GIVEN ENTRIES below:

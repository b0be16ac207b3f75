use serde::{Deserialize, Serialize};
use crate::api::error::NavError;

/// Top-level configuration, typically loaded from a JSON file by the host.
/// Every field falls back to its default when missing.
#[derive(Debug, Clone, PartialEq, Serialize, Deserialize)]
#[serde(default)]
pub struct NavConfig {
    /// Fixed timestep in seconds (default: 1/60).
    pub fixed_dt: f32,
    /// Upper bound on fixed steps run for a single frame (default: 10).
    pub max_steps_per_frame: u32,
    /// Follower movement and re-planning behavior.
    pub follower: FollowerConfig,
    /// A* search limits.
    pub planner: PlannerConfig,
}

impl Default for NavConfig {
    fn default() -> Self {
        Self {
            fixed_dt: 1.0 / 60.0,
            max_steps_per_frame: 10,
            follower: FollowerConfig::default(),
            planner: PlannerConfig::default(),
        }
    }
}

impl NavConfig {
    /// Reject values that would stall or corrupt the simulation.
    pub fn validate(&self) -> Result<(), NavError> {
        if !self.fixed_dt.is_finite() || self.fixed_dt <= 0.0 {
            return Err(NavError::InvalidConfig(format!("fixed_dt must be positive, got {}", self.fixed_dt)));
        }
        let follower = &self.follower;
        if !follower.speed.is_finite() || follower.speed < 0.0 {
            return Err(NavError::InvalidConfig(format!("follower.speed must be non-negative, got {}", follower.speed)));
        }
        if !follower.arrival_tolerance.is_finite() || follower.arrival_tolerance <= 0.0 {
            return Err(NavError::InvalidConfig(format!(
                "follower.arrival_tolerance must be positive, got {}",
                follower.arrival_tolerance
            )));
        }
        if self.planner.max_cost.is_some_and(f32::is_nan) {
            return Err(NavError::InvalidConfig("planner.max_cost is NaN".into()));
        }
        Ok(())
    }

    /// Parse and validate a config from a JSON string.
    #[cfg(feature = "persistence")]
    pub fn from_json(json: &str) -> Result<Self, NavError> {
        let config: Self = serde_json::from_str(json)?;
        config.validate()?;
        Ok(config)
    }
}

/// Per-follower tuning.
#[derive(Debug, Clone, Copy, PartialEq, Serialize, Deserialize)]
#[serde(default)]
pub struct FollowerConfig {
    /// Travel speed in world units per second.
    pub speed: f32,
    /// A waypoint counts as reached when both |dx| and |dy| are below this.
    pub arrival_tolerance: f32,
    /// Drop intermediate waypoints when an occlusion query reports a clear line.
    pub string_pulling: bool,
    /// Restart the current path from its first waypoint instead of stopping.
    pub loop_path: bool,
    /// Goals tried per tick when re-planning keeps coming back empty.
    pub max_replan_attempts: u32,
}

impl Default for FollowerConfig {
    fn default() -> Self {
        Self {
            speed: 2.0,
            arrival_tolerance: 0.1,
            string_pulling: true,
            loop_path: false,
            max_replan_attempts: 4,
        }
    }
}

impl FollowerConfig {
    pub fn with_speed(mut self, speed: f32) -> Self {
        self.speed = speed;
        self
    }

    pub fn with_tolerance(mut self, tolerance: f32) -> Self {
        self.arrival_tolerance = tolerance;
        self
    }

    pub fn with_string_pulling(mut self, enabled: bool) -> Self {
        self.string_pulling = enabled;
        self
    }

    pub fn looping(mut self) -> Self {
        self.loop_path = true;
        self
    }
}

/// Bounds for a single A* search. `None` means unbounded.
#[derive(Debug, Clone, Copy, PartialEq, Default, Serialize, Deserialize)]
#[serde(default)]
pub struct PlannerConfig {
    /// Give up after expanding this many nodes.
    pub max_expansions: Option<usize>,
    /// Give up on routes whose accumulated cost exceeds this.
    pub max_cost: Option<f32>,
}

End of GIVEN ENTRIES.

### PROMPT
For each line in the listing, return it exactly as shown.

### PROBLEM SOLUTION
repository b0be16ac207b3f75
use serde::{Deserialize, Serialize};
use crate::api::error::NavError;

/// Top-level configuration, typically loaded from a JSON file by the host.
/// Every field falls back to its default when missing.
#[derive(Debug, Clone, PartialEq, Serialize, Deserialize)]
#[serde(default)]
pub struct NavConfig {
    /// Fixed timestep in seconds (default: 1/60).
    pub fixed_dt: f32,
    /// Upper bound on fixed steps run for a single frame (default: 10).
    pub max_steps_per_frame: u32,
    /// Follower movement and re-planning behavior.
    pub follower: FollowerConfig,
    /// A* search limits.
    pub planner: PlannerConfig,
}

impl Default for NavConfig {
    fn default() -> Self {
        Self {
            fixed_dt: 1.0 / 60.0,
            max_steps_per_frame: 10,
            follower: FollowerConfig::default(),
            planner: PlannerConfig::default(),
        }
    }
}

impl NavConfig {
    /// Reject values that would stall or corrupt the simulation.
    pub fn validate(&self) -> Result<(), NavError> {
        if !self.fixed_dt.is_finite() || self.fixed_dt <= 0.0 {
            return Err(NavError::InvalidConfig(format!("fixed_dt must be positive, got {}", self.fixed_dt)));
        }
        let follower = &self.follower;
        if !follower.speed.is_finite() || follower.speed < 0.0 {
            return Err(NavError::InvalidConfig(format!("follower.speed must be non-negative, got {}", follower.speed)));
        }
        if !follower.arrival_tolerance.is_finite() || follower.arrival_tolerance <= 0.0 {
            return Err(NavError::InvalidConfig(format!(
                "follower.arrival_tolerance must be positive, got {}",
                follower.arrival_tolerance
            )));
        }
        if self.planner.max_cost.is_some_and(f32::is_nan) {
            return Err(NavError::InvalidConfig("planner.max_cost is NaN".into()));
        }
        Ok(())
    }

    /// Parse and validate a config from a JSON string.
    #[cfg(feature = "persistence")]
    pub fn from_json(json: &str) -> Result<Self, NavError> {
        let config: Self = serde_json::from_str(json)?;
        config.validate()?;
        Ok(config)
    }
}

/// Per-follower tuning.
#[derive(Debug, Clone, Copy, PartialEq, Serialize, Deserialize)]
#[serde(default)]
pub struct FollowerConfig {
    /// Travel speed in world units per second.
    pub speed: f32,
    /// A waypoint counts as reached when both |dx| and |dy| are below this.
    pub arrival_tolerance: f32,
    /// Drop intermediate waypoints when an occlusion query reports a clear line.
    pub string_pulling: bool,
    /// Restart the current path from its first waypoint instead of stopping.
    pub loop_path: bool,
    /// Goals tried per tick when re-planning keeps coming back empty.
    pub max_replan_attempts: u32,
}

impl Default for FollowerConfig {
    fn default() -> Self {
        Self {
            speed: 2.0,
            arrival_tolerance: 0.1,
            string_pulling: true,
            loop_path: false,
            max_replan_attempts: 4,
        }
    }
}

impl FollowerConfig {
    pub fn with_speed(mut self, speed: f32) -> Self {
        self.speed = speed;
        self
    }

    pub fn with_tolerance(mut self, tolerance: f32) -> Self {
        self.arrival_tolerance = tolerance;
        self
    }

    pub fn with_string_pulling(mut self, enabled: bool) -> Self {
        self.string_pulling = enabled;
        self
    }

    pub fn looping(mut self) -> Self {
        self.loop_path = true;
        self
    }
}

/// Bounds for a single A* search. `None` means unbounded.
#[derive(Debug, Clone, Copy, PartialEq, Default, Serialize, Deserialize)]
#[serde(default)]
pub struct PlannerConfig {
    /// Give up after expanding this many nodes.
    pub max_expansions: Option<usize>,
    /// Give up on routes whose accumulated cost exceeds this.
    pub max_cost: Option<f32>,
}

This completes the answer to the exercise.